Antarctic blast hit Australia: Snowing in Melbourne and Hobart, -10,5°C/13°F and the coldest 4 days for last 24 years

People in many parts of Victoria and Tasmania woke up to a snow-covered landscape on Tuesday morning as a low pressure system brings a blast of cold air to south-east Australia. During last hours, cold blast brought severe winds, snow and extremely low temperatures.

Melbourne forecast for the next 4 days is the coldest in last 24 years. Southeastern Australia on Tuesday morning, -10,5°C is reporting from Liawenee, 1055 MASL. Maximum temperature is only -0,5°C. Butlers Gorge in 667 MASL is reporting -5,6°C temperature minimum and +1,5°C temperature maximum. Frosts were measured in 52 from all 794 Australian meteorological stations. Near strong wind, real-feel temperatures dropped in mountainous areas up to -20°C!
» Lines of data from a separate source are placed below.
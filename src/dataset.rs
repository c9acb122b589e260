//! Dataset utilities: word2vec ingestion, synthetic data, encoding and recall.

use crate::codebook::{Codebook, SubspaceLayout};
use crate::coarse::CoarseQuantizer;
use crate::distance::scalar::{squared_distance, subtract_into};
use crate::distance::normalize;
use crate::error::{AdcError, Result};
use crate::pq::{CellRow, QuantizedRow};
use crate::vector::Vector;
use rand::rngs::StdRng;
use rand::{Rng, SeedableRng};
use std::collections::HashSet;
use std::fs::File;
use std::io::{BufRead, BufReader};
use std::path::Path;
use tracing::{info, warn};

/// Longest accepted word, in bytes.
pub const MAX_WORD_BYTES: usize = 99;

/// Options for reading the word2vec text format.
#[derive(Debug, Clone, Copy, Default)]
pub struct Word2VecOptions {
    /// Scale every vector to unit length.
    pub normalize: bool,
    /// Stop after this many accepted vectors.
    pub limit: Option<usize>,
}

/// Word embeddings read from a word2vec text file.
///
/// Ids are assigned sequentially from 1 in file order, counting only
/// accepted lines; `words[i]` belongs to `vectors[i]`.
#[derive(Debug, Clone, Default)]
pub struct Embeddings {
    pub dim: usize,
    pub words: Vec<String>,
    pub vectors: Vec<Vector>,
}

impl Embeddings {
    pub fn len(&self) -> usize {
        self.vectors.len()
    }

    pub fn is_empty(&self) -> bool {
        self.vectors.is_empty()
    }

    /// Word stored under `id`.
    pub fn word(&self, id: u64) -> Option<&str> {
        let idx = usize::try_from(id.checked_sub(1)?).ok()?;
        self.words.get(idx).map(String::as_str)
    }

    /// Parse the word2vec text format: a `<count> <dim>` header, then one
    /// `word v1 ... vD` line per vector.
    ///
    /// Lines with an overlong word, an unparsable value or the wrong number
    /// of values are skipped with a warning. With `normalize`, zero vectors
    /// are skipped too.
    pub fn read_word2vec<R: BufRead>(reader: R, options: Word2VecOptions) -> Result<Self> {
        let mut lines = reader.lines();
        let header = lines
            .next()
            .ok_or_else(|| AdcError::invalid_format("word2vec file is empty"))??;
        let dim = parse_header(&header)?;

        let mut out = Embeddings {
            dim,
            ..Default::default()
        };
        let mut skipped = 0usize;

        for (lineno, line) in lines.enumerate() {
            if options.limit.is_some_and(|limit| out.len() >= limit) {
                break;
            }
            let line = line?;
            if line.trim().is_empty() {
                continue;
            }

            match parse_line(&line, dim, options.normalize) {
                Some((word, data)) => {
                    let id = out.len() as u64 + 1;
                    out.words.push(word.to_string());
                    out.vectors.push(Vector::new(id, data));
                }
                None => {
                    skipped += 1;
                    warn!(line = lineno + 2, "skipping malformed word2vec line");
                }
            }
        }

        info!(vectors = out.len(), dim, skipped, "read word2vec embeddings");
        Ok(out)
    }

    /// Read a word2vec text file from disk.
    pub fn load_word2vec(path: impl AsRef<Path>, options: Word2VecOptions) -> Result<Self> {
        let file = File::open(path)?;
        Self::read_word2vec(BufReader::new(file), options)
    }
}

fn parse_header(header: &str) -> Result<usize> {
    let mut fields = header.split_whitespace();
    let count = fields.next().and_then(|f| f.parse::<usize>().ok());
    let dim = fields.next().and_then(|f| f.parse::<usize>().ok());
    match (count, dim, fields.next()) {
        (Some(_), Some(dim), None) if dim > 0 => Ok(dim),
        _ => Err(AdcError::invalid_format(format!(
            "bad word2vec header {:?}, expected \"<count> <dim>\"",
            header
        ))),
    }
}

fn parse_line(line: &str, dim: usize, normalized: bool) -> Option<(&str, Vec<f32>)> {
    let mut fields = line.split_whitespace();
    let word = fields.next()?;
    if word.len() > MAX_WORD_BYTES {
        return None;
    }

    let data = fields
        .map(|f| f.parse::<f32>().ok())
        .collect::<Option<Vec<f32>>>()?;
    if data.len() != dim {
        return None;
    }

    if normalized {
        let mut data = data;
        normalize(&mut data).ok()?;
        return Some((word, data));
    }
    Some((word, data))
}

/// A synthetic dataset with queries and brute-force ground truth.
pub struct Dataset {
    pub vectors: Vec<Vector>,
    pub queries: Vec<Vector>,
    pub ground_truth: Vec<Vec<u64>>,
}

impl Dataset {
    /// Generate a random synthetic dataset.
    ///
    /// Creates `n_vectors` database vectors with ids `1..=n_vectors` and
    /// `n_queries` query vectors, values uniform in [-1, 1].
    pub fn generate(n_vectors: usize, n_queries: usize, dim: usize) -> Self {
        Self::generate_with_rng(n_vectors, n_queries, dim, &mut StdRng::from_entropy())
    }

    /// [`generate`](Self::generate) with a fixed seed.
    pub fn generate_seeded(n_vectors: usize, n_queries: usize, dim: usize, seed: u64) -> Self {
        Self::generate_with_rng(n_vectors, n_queries, dim, &mut StdRng::seed_from_u64(seed))
    }

    fn generate_with_rng(n_vectors: usize, n_queries: usize, dim: usize, rng: &mut StdRng) -> Self {
        let mut random = |id: u64| {
            let data: Vec<f32> = (0..dim).map(|_| rng.gen_range(-1.0..1.0)).collect();
            Vector::new(id, data)
        };

        let vectors: Vec<Vector> = (1..=n_vectors as u64).map(&mut random).collect();
        let queries: Vec<Vector> = (0..n_queries as u64)
            .map(|i| random(n_vectors as u64 + 1 + i))
            .collect();

        Self {
            vectors,
            queries,
            ground_truth: Vec::new(),
        }
    }

    /// Compute exact nearest neighbors by squared distance for every query.
    pub fn compute_ground_truth(&mut self, k: usize) {
        self.ground_truth = self
            .queries
            .iter()
            .map(|query| {
                let mut scored: Vec<(u64, f32)> = self
                    .vectors
                    .iter()
                    .map(|v| (v.id, squared_distance(query.as_slice(), v.as_slice())))
                    .collect();
                scored.sort_by(|a, b| a.1.total_cmp(&b.1));
                scored.into_iter().take(k).map(|(id, _)| id).collect()
            })
            .collect();
    }

    /// Build an untrained codebook by sampling database subvectors.
    ///
    /// Each `(pos, code)` entry is the `pos` subvector of a randomly drawn
    /// database vector. Good enough for benchmarks and tests; real codebooks
    /// come from an offline training step.
    pub fn sample_codebook(&self, layout: SubspaceLayout, codes: usize, seed: u64) -> Result<Codebook> {
        if self.vectors.is_empty() {
            return Err(AdcError::invalid_parameter("cannot sample a codebook from no vectors"));
        }
        let mut rng = StdRng::seed_from_u64(seed);
        let mut data = Vec::with_capacity(layout.dim() * codes);
        for pos in 0..layout.positions() {
            for _ in 0..codes {
                let v = &self.vectors[rng.gen_range(0..self.vectors.len())];
                if v.dim() != layout.dim() {
                    return Err(AdcError::dimension_mismatch(layout.dim(), v.dim()));
                }
                data.extend_from_slice(layout.subvector(v.as_slice(), pos));
            }
        }
        Codebook::from_flat(layout, codes, data)
    }
}

/// Encode vectors into flat PQ code rows.
pub fn encode_rows(codebook: &Codebook, vectors: &[Vector]) -> Result<Vec<QuantizedRow>> {
    vectors
        .iter()
        .map(|v| Ok(QuantizedRow::new(v.id, codebook.encode(v.as_slice())?)))
        .collect()
}

/// File vectors under their nearest coarse cell and encode their residuals.
pub fn encode_cell_rows(
    coarse: &CoarseQuantizer,
    residual_codebook: &Codebook,
    vectors: &[Vector],
) -> Result<Vec<CellRow>> {
    let mut residual = Vec::new();
    vectors
        .iter()
        .map(|v| {
            let (centroid, _) = coarse.assign(v.as_slice())?;
            residual.clear();
            residual.resize(v.dim(), 0.0);
            subtract_into(v.as_slice(), &centroid.vector, &mut residual);
            Ok(CellRow {
                cell: centroid.cell,
                row: QuantizedRow::new(v.id, residual_codebook.encode(&residual)?),
            })
        })
        .collect()
}

/// Compute recall@k between predicted and ground truth results.
///
/// Recall is the fraction of true nearest neighbors that were found.
/// Returns a value between 0.0 and 1.0.
pub fn recall_at_k(predicted: &[u64], ground_truth: &[u64], k: usize) -> f32 {
    if k == 0 {
        return 0.0;
    }
    let pred_set: HashSet<u64> = predicted.iter().take(k).copied().collect();
    let truth_set: HashSet<u64> = ground_truth.iter().take(k).copied().collect();

    let intersection = pred_set.intersection(&truth_set).count();
    intersection as f32 / k as f32
}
“Icy southerly winds will follow with temperatures plunging to 2°C to 8°C below average on Tuesday and Wednesday. Maximum temperatures in the single digits are forecast for parts of Tasmania and Victoria, southern New South Wales and the ACT.”

“Temperature at Ferny Creek in Melbourne’s Dandenong Ranges dropped to +0.7°C on Tuesday morning. It was snowing at Colac at 7am, while 3AW radio caller Scott reported it was “absolutely hammering down” with snow between Lake Bolac and Streatham, west of Ballarat, just before 7.30am.”
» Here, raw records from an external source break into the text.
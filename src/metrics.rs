//! Per-invocation statistics for searches.
//!
//! Use the `*_with_stats` variants to profile a query:
//!
//! ```ignore
//! let (results, stats) = engine.search_with_stats(&query, 10)?;
//! println!("scanned {} rows in {:.3}ms", stats.rows_scanned, stats.query_time_ms());
//! ```

use crate::types::CellId;
use std::time::{Duration, Instant};

/// Statistics about a single search operation.
#[derive(Clone, Debug, Default, PartialEq)]
pub struct SearchStatistics {
    /// Total query execution time.
    pub query_time: Duration,
    /// Time spent building the distance table.
    pub table_build_time: Duration,
    /// Coarse cell scanned (IVFADC only).
    pub cell: Option<CellId>,
    /// Number of rows streamed from the store and scored.
    pub rows_scanned: usize,
    /// Number of rows that beat the threshold and entered the top k.
    pub candidates_accepted: usize,
}

impl SearchStatistics {
    /// Get query time in milliseconds.
    pub fn query_time_ms(&self) -> f32 {
        self.query_time.as_secs_f32() * 1000.0
    }

    /// Fraction of scanned rows rejected by the threshold without shifting.
    pub fn rejection_rate(&self) -> f32 {
        if self.rows_scanned == 0 {
            return 0.0;
        }
        1.0 - self.candidates_accepted as f32 / self.rows_scanned as f32
    }

    /// Create a human-readable summary.
    pub fn summary(&self) -> String {
        format!(
            "SearchStatistics:\n  \
             Time: {:.3}ms (table build {:.3}ms)\n  \
             Cell: {}\n  \
             Rows scanned: {}\n  \
             Candidates accepted: {}",
            self.query_time_ms(),
            self.table_build_time.as_secs_f32() * 1000.0,
            self.cell
                .map(|c| c.as_u32().to_string())
                .unwrap_or_else(|| "-".to_string()),
            self.rows_scanned,
            self.candidates_accepted
        )
    }
}

/// Collects search statistics while a search runs.
pub struct SearchStatsBuilder {
    started: Instant,
    stats: SearchStatistics,
}

impl Default for SearchStatsBuilder {
    fn default() -> Self {
        Self::new()
    }
}

impl SearchStatsBuilder {
    /// Start the clock.
    pub fn new() -> Self {
        Self {
            started: Instant::now(),
            stats: SearchStatistics::default(),
        }
    }

    /// Record the distance table build time.
    pub fn table_built(&mut self, duration: Duration) {
        self.stats.table_build_time = duration;
    }

    /// Record the coarse cell that was scanned.
    pub fn cell(&mut self, cell: CellId) {
        self.stats.cell = Some(cell);
    }

    /// Count one scored row.
    #[inline]
    pub fn row_scanned(&mut self, accepted: bool) {
        self.stats.rows_scanned += 1;
        if accepted {
            self.stats.candidates_accepted += 1;
        }
    }

    /// Stop the clock and return the statistics.
    pub fn finish(mut self) -> SearchStatistics {
        self.stats.query_time = self.started.elapsed();
        self.stats
    }
}

#[cfg(test)]
mod tests {
    use super::*;

    #[test]
    fn test_search_statistics_summary() {
        let stats = SearchStatistics {
            query_time: Duration::from_micros(1500),
            table_build_time: Duration::from_micros(200),
            cell: Some(CellId(7)),
            rows_scanned: 1000,
            candidates_accepted: 40,
        };

        let summary = stats.summary();
        assert!(summary.contains("1.5"));
        assert!(summary.contains("Cell: 7"));
        assert!(summary.contains("1000"));
        assert!((stats.rejection_rate() - 0.96).abs() < 1e-6);
    }

    #[test]
    fn test_search_stats_builder() {
        let mut builder = SearchStatsBuilder::new();
        builder.table_built(Duration::from_millis(1));
        builder.row_scanned(true);
        builder.row_scanned(false);
        builder.row_scanned(false);

        let stats = builder.finish();
        assert_eq!(stats.rows_scanned, 3);
        assert_eq!(stats.candidates_accepted, 1);
        assert_eq!(stats.cell, None);
        assert_eq!(stats.table_build_time, Duration::from_millis(1));
    }

    #[test]
    fn test_empty_rejection_rate() {
        assert_eq!(SearchStatistics::default().rejection_rate(), 0.0);
    }
}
As in the Northern Hemisphere, the summer is peaking these days, in south the winter is the strongest now. Another extreme coldwave is expecting South Africa during next days and Patagonia and southern Chile reported coldwave during the end of July 2020.

Documentation of Australian coldwave by Higgins Storm Chasing, FB,,

Snow at Tarra Bulga, near Traralgon, East of Melbourne over the South Gippsland region. 

Radar, measured temperatures and measured precipitation in Victoria during the coldwave




Fotka Higgins Storm Chasing.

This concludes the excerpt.